DBMS - September 1998
DBMS Online: Data Warehouse Architect By Ralph Kimball

Help for Hierarchies

Helper tables handle dimensions with complex hierarchies


In last month's column, I talked about the difficult modeling situation in which one dimension you want to attach to a fact table takes on multiple values for each fact table record. The most vexing aspect of the problem was that you often don't know how many values the dimension takes on until you see the data itself. The example I discussed was from the healthcare industry where one patient could have multiple diagnoses. The solution to last month's problem was to create a special helper table between the fact table and the dimension table. This helper table created a many-to-many link between the fact table and the dimension table. As a purist star-join dimensional designer, I like to avoid such situations, but there are a few compelling circumstances, such as the multiple-diagnosis example, where the physical world demands modeling a many-to-many relationship between a fact table and a dimension table.

This month I'll tackle another real-world modeling situation where the solution will turn out to be another helper table between the fact table and the dimension table. In this case, however, it is not because of a many-to-many relationship. This time the dimension has a complex hierarchical structure of variable depth, and I want to navigate this structure with my dimensional model and standard SQL.

Consider the simple business situation shown in Figure 1 You can imagine that the fact table represents the revenue from consulting services that a fictitious company called Big Nine Consultants sells to various corporate clients. The grain of the fact table is the line item on each consulting invoice sent to one of the corporate clients. The fact table has a straightforward set of dimensions, including:

I call the Invoice Number degenerate because when you try to make a normal dimension from this key, you discover that you have already used all the interesting information in the other dimensions that might otherwise have been stored with this key. This result is characteristic of dimensional models. Very often the invoice number, or the bill of lading number, or the ticket number, is a degenerate dimension. You want these keys in the design because they are the basis for grouping line items on a particular invoice or ticket, but you don't need to bother creating a dimension when there are no attributes for such keys.

In Figure 1, the main attention is focused on the Customer dimension, which I have shown in detail. With this schema design you can run all sorts of interesting queries by constraining and grouping various attributes in the Customer dimension. You can add up consulting revenue and hours billed for any configuration of Customer. The Customer table joins directly to the fact table.
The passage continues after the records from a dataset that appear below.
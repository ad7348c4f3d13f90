//! In-process duplex pipe standing in for a network connection.
//!
//! [`open`] returns two linked [`PipeEnd`]s: bytes written to one are read
//! from the other. Each end implements `AsyncRead + AsyncWrite`, so code
//! driving a streaming RPC cannot tell it apart from a socket.
//!
//! Closing the pipe (through either end or a detached [`PipeCloser`]) fails
//! every pending and future read or write on *both* ends with a
//! [`PipeClosed`] error. Dropping one end is an orderly half-close instead:
//! the peer can still read whatever was already buffered, then sees
//! end-of-stream.

use std::future::Future;
use std::io;
use std::pin::Pin;
use std::task::{Context, Poll};

use tokio::io::{AsyncRead, AsyncWrite, DuplexStream, ReadBuf};
use tokio_util::sync::{CancellationToken, WaitForCancellationFutureOwned};

/// Marker error carried inside the `io::Error` returned once a pipe is closed.
#[derive(Debug, thiserror::Error)]
#[error("io: read/write on closed pipe")]
pub struct PipeClosed;

/// Returns true if the I/O error was produced by a closed [`PipeEnd`].
pub fn is_pipe_closed(err: &io::Error) -> bool {
    err.get_ref().is_some_and(|inner| inner.is::<PipeClosed>())
}

fn closed_error() -> io::Error {
    io::Error::new(io::ErrorKind::BrokenPipe, PipeClosed)
}

/// Open a connected pair of pipe ends, each buffering up to `capacity` bytes
/// per direction.
pub fn open(capacity: usize) -> (PipeEnd, PipeEnd) {
    let (a, b) = tokio::io::duplex(capacity);
    let token = CancellationToken::new();
    (PipeEnd::new(a, token.clone()), PipeEnd::new(b, token))
}

/// One end of an in-process pipe.
pub struct PipeEnd {
    stream: DuplexStream,
    token: CancellationToken,
    closed: Pin<Box<WaitForCancellationFutureOwned>>,
}

impl PipeEnd {
    fn new(stream: DuplexStream, token: CancellationToken) -> Self {
        let closed = Box::pin(token.clone().cancelled_owned());
        Self {
            stream,
            token,
            closed,
        }
    }

    /// A handle that can close this pipe from another task.
    pub fn closer(&self) -> PipeCloser {
        PipeCloser {
            token: self.token.clone(),
        }
    }

    /// Close both ends of the pipe.
    pub fn close(&self) {
        self.token.cancel();
    }

    pub fn is_closed(&self) -> bool {
        self.token.is_cancelled()
    }

    /// Resolves once the pipe has been closed.
    pub async fn closed(&self) {
        self.token.cancelled().await;
    }

    /// Registers the waker for close notification; ready once closed.
    fn poll_closed(&mut self, cx: &mut Context<'_>) -> Poll<io::Error> {
        // The close future must not be polled again after completing.
        if self.token.is_cancelled() {
            return Poll::Ready(closed_error());
        }
        self.closed.as_mut().poll(cx).map(|()| closed_error())
    }
}

impl std::fmt::Debug for PipeEnd {
    fn fmt(&self, f: &mut std::fmt::Formatter<'_>) -> std::fmt::Result {
        f.debug_struct("PipeEnd")
            .field("closed", &self.is_closed())
            .finish()
    }
}

impl AsyncRead for PipeEnd {
    fn poll_read(
        self: Pin<&mut Self>,
        cx: &mut Context<'_>,
        buf: &mut ReadBuf<'_>,
    ) -> Poll<io::Result<()>> {
        let this = self.get_mut();
        if let Poll::Ready(err) = this.poll_closed(cx) {
            return Poll::Ready(Err(err));
        }
        Pin::new(&mut this.stream).poll_read(cx, buf)
    }
}

impl AsyncWrite for PipeEnd {
    fn poll_write(
        self: Pin<&mut Self>,
        cx: &mut Context<'_>,
        buf: &[u8],
    ) -> Poll<io::Result<usize>> {
        let this = self.get_mut();
        if let Poll::Ready(err) = this.poll_closed(cx) {
            return Poll::Ready(Err(err));
        }
        Pin::new(&mut this.stream).poll_write(cx, buf)
    }

    fn poll_flush(self: Pin<&mut Self>, cx: &mut Context<'_>) -> Poll<io::Result<()>> {
        let this = self.get_mut();
        if let Poll::Ready(err) = this.poll_closed(cx) {
            return Poll::Ready(Err(err));
        }
        Pin::new(&mut this.stream).poll_flush(cx)
    }

    fn poll_shutdown(self: Pin<&mut Self>, cx: &mut Context<'_>) -> Poll<io::Result<()>> {
        Pin::new(&mut self.get_mut().stream).poll_shutdown(cx)
    }
}

/// Detached handle that closes a pipe.
#[derive(Debug, Clone)]
pub struct PipeCloser {
    token: CancellationToken,
}

impl PipeCloser {
    pub fn close(&self) {
        self.token.cancel();
    }

    pub fn is_closed(&self) -> bool {
        self.token.is_cancelled()
    }
}

#[cfg(test)]
mod tests {
    use std::time::Duration;

    use tokio::io::{AsyncReadExt, AsyncWriteExt};

    use super::*;

    #[tokio::test]
    async fn test_bytes_flow_both_ways() {
        let (mut a, mut b) = open(64);

        a.write_all(b"ping").await.unwrap();
        let mut buf = [0u8; 4];
        b.read_exact(&mut buf).await.unwrap();
        assert_eq!(&buf, b"ping");

        b.write_all(b"pong").await.unwrap();
        a.read_exact(&mut buf).await.unwrap();
        assert_eq!(&buf, b"pong");
    }

    #[tokio::test]
    async fn test_close_unblocks_pending_read_on_both_ends() {
        let (mut a, mut b) = open(64);
        let closer = a.closer();

        let reader_a = tokio::spawn(async move {
            let mut buf = [0u8; 1];
            a.read(&mut buf).await
        });
        let reader_b = tokio::spawn(async move {
            let mut buf = [0u8; 1];
            b.read(&mut buf).await
        });

        tokio::time::sleep(Duration::from_millis(10)).await;
        closer.close();

        let err_a = tokio::time::timeout(Duration::from_secs(1), reader_a)
            .await
            .unwrap()
            .unwrap()
            .unwrap_err();
        let err_b = tokio::time::timeout(Duration::from_secs(1), reader_b)
            .await
            .unwrap()
            .unwrap()
            .unwrap_err();
        assert!(is_pipe_closed(&err_a));
        assert!(is_pipe_closed(&err_b));
    }

    #[tokio::test]
    async fn test_close_unblocks_pending_write() {
        // Tiny buffer so the second write blocks on the unread peer.
        let (mut a, b) = open(4);
        let closer = b.closer();

        let writer = tokio::spawn(async move { a.write_all(b"more than four bytes").await });

        tokio::time::sleep(Duration::from_millis(10)).await;
        closer.close();

        let err = tokio::time::timeout(Duration::from_secs(1), writer)
            .await
            .unwrap()
            .unwrap()
            .unwrap_err();
        assert!(is_pipe_closed(&err));
        assert!(b.is_closed());
    }

    #[tokio::test]
    async fn test_drop_is_half_close() {
        let (mut a, mut b) = open(64);

        a.write_all(b"tail").await.unwrap();
        drop(a);

        let mut out = Vec::new();
        b.read_to_end(&mut out).await.unwrap();
        assert_eq!(out, b"tail");
        assert!(!b.is_closed());
    }

    #[tokio::test]
    async fn test_closed_future_resolves() {
        let (a, b) = open(8);
        let waiter = tokio::spawn(async move { b.closed().await });
        a.close();
        tokio::time::timeout(Duration::from_secs(1), waiter)
            .await
            .unwrap()
            .unwrap();
    }

    #[test]
    fn test_other_errors_are_not_pipe_closed() {
        let err = io::Error::new(io::ErrorKind::BrokenPipe, "socket");
        assert!(!is_pipe_closed(&err));
    }
}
Perhaps, as you are working on the design of this consulting invoices data mart, a user interview participant points out that the consulting services for the largest and most complex customers are sold at several different organizational levels. This user would like to create reports that show total consulting sold not only to individual departments, but also to divisions, subsidiaries, and overall enterprises; the report still must correctly add up the separate consulting revenues for each organization structure. Figure 2, shows a simple organizational structure, where each node in the tree is a Customer consulting services are sold to.

Figure 1 does not contain any information about how these separate Customers relate to each other. A simple computer science approach to storing such information would add a Parent Key field to the Customer dimension. The Parent Key field would be a recursive pointer that would contain the proper key value for the parent of any given customer. A special null value would be required for the topmost Customer in any given overall enterprise. Although this simple recursive pointer lets you represent an arbitrary organizational tree structure of any depth, there is a killer problem that defeats its use in your data warehouse.

The problem is that you cannot use the recursive pointer with SQL to join the dimension table with the fact table and add up the consulting revenues or hours for a set of organizations, as in Figure 2. NSI-standard SQL makes no attempt to deal with recursive pointers, and even such facilities as Oracle's CONNECT BY do not let you use a join in the same SQL statement as CONNECT BY. Thus in Oracle, although you can enumerate an organizational hierarchy defined via a recursive pointer field in a dimension table, you cannot add anything up by joining that dimension table to a fact table.

Instead of using a recursive pointer, you can solve this modeling problem by inserting a helper table between the dimension table and the fact table, as shown in Figure 3. Amazingly enough, you don't have to make any changes to either the dimension table or the fact table; you just rip the join apart and insert the helper table.

The helper table contains one record for each separate path from each node in the organization tree to itself and to every node below it. There are, then, more records in the helper table than there are nodes in the tree. In Figure 3 we need a total of 43 records in the helper table. See if you can work this out.

Each record in the helper table contains the fields:

If you are descending the tree from certain selected parents to various subsidiaries, you join the dimension table to the helper table and the helper table to the fact table with the joins as shown in Figure 3. The Depth From Parent field counts how many levels the subsidiary is below the parent. The Lowest Flag field is True only if the subsidiary has no further nodes beneath it. The Topmost Flag field is True only if the parent has no further nodes above it.

The beauty of this design is that you can place any normal dimensional constraint against the Customer dimension table and the helper table will cause all the fact table records for the directly constrained customers plus all their subsidiaries to be correctly summarized. In other words, you can use your standard relational databases and your standard query tools to analyze the hierarchical structure.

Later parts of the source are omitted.